Chapter 7 trustees are not obligated to include legal, accounting, appraisal, or other professional work in the duties for which they receive their statutory compensation. To the contrary, they are entitled to retain professionals who then are entitled to separate compensation. See 11 U.S.C. §327; Fed. R. Bankr. P. 2014. The practice before this Court is that Chapter 7 trustees virtually always retain themselves or other attorneys in their own firms to represent them in all litigation matters, including preference actions. Applications to employ attorneys are routinely filed immediately upon the discovery of potential causes of action. When preference claims are expected to be brought, the trustees frequently ask that their attorney be paid a contingency fee of one-third of any recovery.

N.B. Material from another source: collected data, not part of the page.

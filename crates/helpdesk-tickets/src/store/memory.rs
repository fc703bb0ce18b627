use super::{TicketStore, newest_first};
use crate::error::StoreError;
use crate::model::{NewTicket, Ticket, TicketId, TicketPatch, now};
use async_trait::async_trait;
use parking_lot::RwLock;
use std::collections::HashMap;

/// Process-local ticket store
#[derive(Debug, Default)]
pub struct InMemoryTicketStore {
	tickets: RwLock<HashMap<TicketId, Ticket>>,
}

impl InMemoryTicketStore {
	pub fn new() -> Self {
		Self::default()
	}

	pub fn len(&self) -> usize {
		self.tickets.read().len()
	}

	pub fn is_empty(&self) -> bool {
		self.tickets.read().is_empty()
	}
}

#[async_trait]
impl TicketStore for InMemoryTicketStore {
	async fn create(&self, new: NewTicket) -> Result<Ticket, StoreError> {
		let ticket = Ticket::open(TicketId::new(), new, now());
		self.tickets.write().insert(ticket.id(), ticket.clone());
		Ok(ticket)
	}

	async fn get(&self, id: TicketId) -> Result<Option<Ticket>, StoreError> {
		Ok(self.tickets.read().get(&id).cloned())
	}

	async fn list_all(&self) -> Result<Vec<Ticket>, StoreError> {
		let mut tickets: Vec<Ticket> = self.tickets.read().values().cloned().collect();
		newest_first(&mut tickets);
		Ok(tickets)
	}

	async fn list_by_creator(&self, username: &str) -> Result<Vec<Ticket>, StoreError> {
		let mut tickets: Vec<Ticket> = self
			.tickets
			.read()
			.values()
			.filter(|ticket| ticket.created_by() == username)
			.cloned()
			.collect();
		newest_first(&mut tickets);
		Ok(tickets)
	}

	async fn update(&self, id: TicketId, patch: TicketPatch) -> Result<Ticket, StoreError> {
		let mut tickets = self.tickets.write();
		let ticket = tickets.get_mut(&id).ok_or(StoreError::Missing(id))?;
		ticket.apply(patch, now());
		Ok(ticket.clone())
	}

	async fn purge(&self) -> Result<u64, StoreError> {
		let mut tickets = self.tickets.write();
		let removed = tickets.len() as u64;
		tickets.clear();
		Ok(removed)
	}
}

#[cfg(test)]
mod tests {
	use super::*;
	use crate::model::{TicketPriority, TicketStatus};
	use rstest::{fixture, rstest};

	fn new_ticket(created_by: &str, title: &str) -> NewTicket {
		NewTicket {
			title: title.to_string(),
			description: "Something is not working as expected".to_string(),
			priority: TicketPriority::Low,
			created_by: created_by.to_string(),
		}
	}

	async fn tick() {
		tokio::time::sleep(std::time::Duration::from_millis(2)).await;
	}

	#[fixture]
	fn store() -> InMemoryTicketStore {
		InMemoryTicketStore::new()
	}

	#[rstest]
	#[tokio::test]
	async fn test_create_and_get(store: InMemoryTicketStore) {
		let created = store.create(new_ticket("alice", "VPN down")).await.unwrap();

		let fetched = store.get(created.id()).await.unwrap();

		assert_eq!(fetched, Some(created));
		assert_eq!(store.len(), 1);
	}

	#[rstest]
	#[tokio::test]
	async fn test_get_unknown_is_none(store: InMemoryTicketStore) {
		assert!(store.get(TicketId::new()).await.unwrap().is_none());
	}

	#[rstest]
	#[tokio::test]
	async fn test_update_unknown_is_missing(store: InMemoryTicketStore) {
		let id = TicketId::new();

		let result = store.update(id, TicketPatch::new().with_title("x")).await;

		assert!(matches!(result, Err(StoreError::Missing(missing)) if missing == id));
	}

	#[rstest]
	#[tokio::test]
	async fn test_lists_are_newest_first(store: InMemoryTicketStore) {
		let first = store.create(new_ticket("alice", "First")).await.unwrap();
		tick().await;
		let second = store.create(new_ticket("bob", "Second")).await.unwrap();
		tick().await;
		let third = store.create(new_ticket("alice", "Third")).await.unwrap();
		tick().await;

		// touching the oldest moves it to the front
		store
			.update(first.id(), TicketPatch::new().with_assignee("carol"))
			.await
			.unwrap();

		let all: Vec<TicketId> = store.list_all().await.unwrap().iter().map(Ticket::id).collect();
		let alice: Vec<TicketId> = store
			.list_by_creator("alice")
			.await
			.unwrap()
			.iter()
			.map(Ticket::id)
			.collect();

		assert_eq!(all[0], first.id());
		assert_eq!(all.len(), 3);
		assert!(all.contains(&second.id()));
		assert_eq!(alice, vec![first.id(), third.id()]);
	}

	#[rstest]
	#[tokio::test]
	async fn test_update_bumps_updated_at(store: InMemoryTicketStore) {
		let created = store.create(new_ticket("alice", "Laptop slow")).await.unwrap();

		let updated = store
			.update(created.id(), TicketPatch::new().with_assignee("bob"))
			.await
			.unwrap();

		assert!(updated.updated_at() > created.updated_at());
		assert_eq!(updated.status(), TicketStatus::Open);
		assert_eq!(updated.assigned_to(), Some("bob"));
	}

	#[rstest]
	#[tokio::test]
	async fn test_purge(store: InMemoryTicketStore) {
		store.create(new_ticket("alice", "One")).await.unwrap();
		store.create(new_ticket("bob", "Two")).await.unwrap();

		assert_eq!(store.purge().await.unwrap(), 2);
		assert!(store.is_empty());
	}
}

Alternatively, they may seek to hire counsel on an hourly rate basis with fees ranging from $175 to $250 per hour. Applications to employ generally also provide that the trustee's attorney will be entitled to reimbursement for costs and out-of-pocket expenses.

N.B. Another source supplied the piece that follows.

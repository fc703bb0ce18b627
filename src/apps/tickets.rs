//! Ticket routes. Payload validation lives in [`helpdesk_tickets::payload`].

pub mod views;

The current filing fee for an adversary complaint is $293. And, as the Debtors correctly point out, because of the location of their residence, the Chapter 7 trustee who would most likely be assigned to their case has offices in Decatur, Illinois. Thus, the Chapter 7 trustee and his attorney would likely charge mileage for court appearances in Springfield, Illinois, associated with any preference litigation. Other expenses could include witness fees, court reporter fees, copy costs, and the like.

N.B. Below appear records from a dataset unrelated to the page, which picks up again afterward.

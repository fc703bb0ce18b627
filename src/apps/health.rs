use chrono::{SecondsFormat, Utc};
use helpdesk_http::{Response, Result};
use serde::Serialize;

#[derive(Debug, Serialize)]
pub struct HealthStatus {
	pub status: &'static str,
	pub timestamp: String,
}

/// Liveness probe, always `200` while the process is serving
pub async fn health() -> Result<Response> {
	Response::ok().with_json(&HealthStatus {
		status: "ok",
		timestamp: Utc::now().to_rfc3339_opts(SecondsFormat::Millis, true),
	})
}
//! Bearer token authentication
//!
//! The middleware never rejects a request itself. It records the outcome
//! of token verification in the request extensions, and handlers that need
//! a caller ask for it with [`authenticated_identity`]. Public paths skip
//! verification altogether.

use async_trait::async_trait;
use helpdesk_auth::{AuthError, Identity, TokenService};
use helpdesk_http::{Handler, Middleware, Request, Response, Result};
use hyper::header::AUTHORIZATION;
use std::sync::Arc;

const BEARER_PREFIX: &str = "Bearer ";

/// Outcome of bearer token verification, stored in request extensions
#[derive(Debug, Clone)]
pub struct Authentication(pub std::result::Result<Identity, AuthError>);

pub struct BearerAuthMiddleware {
	tokens: Arc<dyn TokenService>,
	public_paths: Vec<String>,
}

impl BearerAuthMiddleware {
	pub fn new(tokens: Arc<dyn TokenService>) -> Self {
		Self {
			tokens,
			public_paths: Vec::new(),
		}
	}

	/// Never verify tokens on `path` (exact match)
	pub fn with_public_path(mut self, path: impl Into<String>) -> Self {
		self.public_paths.push(path.into());
		self
	}

	fn authenticate(&self, request: &Request) -> std::result::Result<Identity, AuthError> {
		let token = request
			.header(AUTHORIZATION.as_str())
			.and_then(|value| value.strip_prefix(BEARER_PREFIX))
			.ok_or(AuthError::MissingCredentials)?;

		self.tokens.verify(token.trim())
	}
}

#[async_trait]
impl Middleware for BearerAuthMiddleware {
	async fn process(&self, mut request: Request, next: Arc<dyn Handler>) -> Result<Response> {
		let outcome = self.authenticate(&request);
		if let Err(err) = &outcome {
			if !matches!(err, AuthError::MissingCredentials) {
				tracing::debug!(path = request.path(), error = ?err, "bearer token rejected");
			}
		}

		request.extensions.insert(Authentication(outcome));
		next.handle(request).await
	}

	fn should_continue(&self, request: &Request) -> bool {
		!self.public_paths.iter().any(|path| path == request.path())
	}
}

/// The caller's identity, or why there is none
pub fn authenticated_identity(request: &Request) -> std::result::Result<Identity, AuthError> {
	match request.extensions.get::<Authentication>() {
		Some(Authentication(outcome)) => outcome.clone(),
		None => Err(AuthError::MissingCredentials),
	}
}
use bytes::Bytes;
use helpdesk_core::exception::Error;
use hyper::{HeaderMap, StatusCode};
use serde::Serialize;

/// HTTP response returned by handlers and middleware
#[derive(Debug)]
pub struct Response {
	pub status: StatusCode,
	pub headers: HeaderMap,
	pub body: Bytes,
	stop_chain: bool,
}

impl Response {
	/// Create a response with an empty body.
	///
	/// # Examples
	///
	/// ```
	/// use helpdesk_http::Response;
	/// use hyper::StatusCode;
	///
	/// let response = Response::new(StatusCode::OK);
	/// assert_eq!(response.status, StatusCode::OK);
	/// assert!(response.body.is_empty());
	/// ```
	pub fn new(status: StatusCode) -> Self {
		Self {
			status,
			headers: HeaderMap::new(),
			body: Bytes::new(),
			stop_chain: false,
		}
	}

	pub fn ok() -> Self {
		Self::new(StatusCode::OK)
	}

	pub fn created() -> Self {
		Self::new(StatusCode::CREATED)
	}

	pub fn no_content() -> Self {
		Self::new(StatusCode::NO_CONTENT)
	}

	pub fn bad_request() -> Self {
		Self::new(StatusCode::BAD_REQUEST)
	}

	pub fn unauthorized() -> Self {
		Self::new(StatusCode::UNAUTHORIZED)
	}

	pub fn forbidden() -> Self {
		Self::new(StatusCode::FORBIDDEN)
	}

	pub fn not_found() -> Self {
		Self::new(StatusCode::NOT_FOUND)
	}

	pub fn internal_server_error() -> Self {
		Self::new(StatusCode::INTERNAL_SERVER_ERROR)
	}

	pub fn with_body(mut self, body: impl Into<Bytes>) -> Self {
		self.body = body.into();
		self
	}

	/// Set a header. Invalid names or values are ignored.
	pub fn with_header(mut self, name: &str, value: &str) -> Self {
		if let Ok(header_name) = hyper::header::HeaderName::from_bytes(name.as_bytes()) {
			if let Ok(header_value) = hyper::header::HeaderValue::from_str(value) {
				self.headers.insert(header_name, header_value);
			}
		}
		self
	}

	/// Serialize `data` as the JSON body and set `Content-Type`.
	///
	/// # Examples
	///
	/// ```
	/// use helpdesk_http::Response;
	/// use serde_json::json;
	///
	/// let response = Response::ok().with_json(&json!({"status": "ok"})).unwrap();
	/// assert_eq!(
	///     response.headers.get("content-type").unwrap(),
	///     "application/json"
	/// );
	/// ```
	pub fn with_json<T: Serialize>(mut self, data: &T) -> Result<Self, Error> {
		let json = serde_json::to_vec(data)?;
		self.body = Bytes::from(json);
		self.headers.insert(
			hyper::header::CONTENT_TYPE,
			hyper::header::HeaderValue::from_static("application/json"),
		);
		Ok(self)
	}

	/// JSON `{"message": ...}` body with the given status
	pub fn message(status: StatusCode, message: &str) -> Self {
		Response::new(status)
			.with_json(&serde_json::json!({ "message": message }))
			.unwrap_or_else(|_| Response::internal_server_error())
	}

	/// Whether middleware asked the chain to stop here
	pub fn should_stop_chain(&self) -> bool {
		self.stop_chain
	}

	pub fn with_stop_chain(mut self, stop: bool) -> Self {
		self.stop_chain = stop;
		self
	}
}

impl From<Error> for Response {
	fn from(error: Error) -> Self {
		let status =
			StatusCode::from_u16(error.status_code()).unwrap_or(StatusCode::INTERNAL_SERVER_ERROR);

		let body = match error.issues() {
			Some(issues) => serde_json::json!({
				"message": error.client_message(),
				"issues": issues,
			}),
			None => serde_json::json!({ "message": error.client_message() }),
		};

		Response::new(status)
			.with_json(&body)
			.unwrap_or_else(|_| Response::internal_server_error())
	}
}

#[cfg(test)]
mod tests {
	use super::*;
	use helpdesk_core::validators::ValidationErrors;
	use rstest::rstest;

	fn body_json(response: &Response) -> serde_json::Value {
		serde_json::from_slice(&response.body).unwrap()
	}

	#[rstest]
	fn test_error_to_response_carries_message() {
		let response: Response = Error::Conflict("Ticket content can only be edited while status is OPEN.".into()).into();

		assert_eq!(response.status, StatusCode::CONFLICT);
		assert_eq!(
			body_json(&response),
			serde_json::json!({ "message": "Ticket content can only be edited while status is OPEN." })
		);
	}

	#[rstest]
	fn test_validation_error_includes_issues() {
		let response: Response =
			Error::Validation(ValidationErrors::single("resolutionNote", "is required")).into();

		assert_eq!(response.status, StatusCode::BAD_REQUEST);
		let body = body_json(&response);
		assert_eq!(body["message"], "Validation failed");
		assert_eq!(body["issues"][0]["field"], "resolutionNote");
	}

	#[rstest]
	fn test_internal_error_is_generic() {
		let response: Response = Error::Database("database is locked".into()).into();

		assert_eq!(response.status, StatusCode::INTERNAL_SERVER_ERROR);
		assert_eq!(body_json(&response)["message"], "Internal Server Error");
	}

	#[rstest]
	fn test_with_header_ignores_invalid_name() {
		let response = Response::ok().with_header("bad header", "value");

		assert!(response.headers.is_empty());
	}

	#[rstest]
	fn test_message_helper() {
		let response = Response::message(StatusCode::NOT_FOUND, "Not Found");

		assert_eq!(body_json(&response), serde_json::json!({ "message": "Not Found" }));
	}
}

In addition to the direct litigation costs, there are other costs of administration which are paid by Chapter 7 trustees and must be considered. Chapter 7 trustees are now charged monthly bank service fees. The minimum fees are usually $10 or $25 per month depending on the particular trustee's vendor relationship. Generally, trustees require not less than six months to administer an estate and, at the very low end, bank fees charged on Chapter 7 trustee final reports are rarely below $60 to $150. Frequently, the fees are much higher because money is often held on account for longer periods of time.

Additionally, Chapter 7 trustees pay copy and postage costs associated with the administration of the estate. A Chapter 7 trustee would have to notice an application to employ and the compensation application for any professional fees to be paid and would have to notice an intent to compromise if the preference action was settled for a sum less than the full amount claimed. A Chapter 7 trustee must also notice the final report. Copy and postage costs vary, but usually are in the $.75 to $1.00 range per entity noticed for employment, compensation, or compromise issues. The costs for a final report are usually at least $1.50 per entity noticed.

Costs for bank fees, copying, and postage are the legitimate costs of doing business for Chapter 7 trustees. Generally, the costs are small in comparison to the assets of the estate and frequently are not a consideration in deciding whether to pursue an asset. But here, where the maximum potential recovery is modest by any standard, these costs must be considered and, in fact, would be considered by a Chapter 7 trustee in making the required cost/benefit analysis before proceeding.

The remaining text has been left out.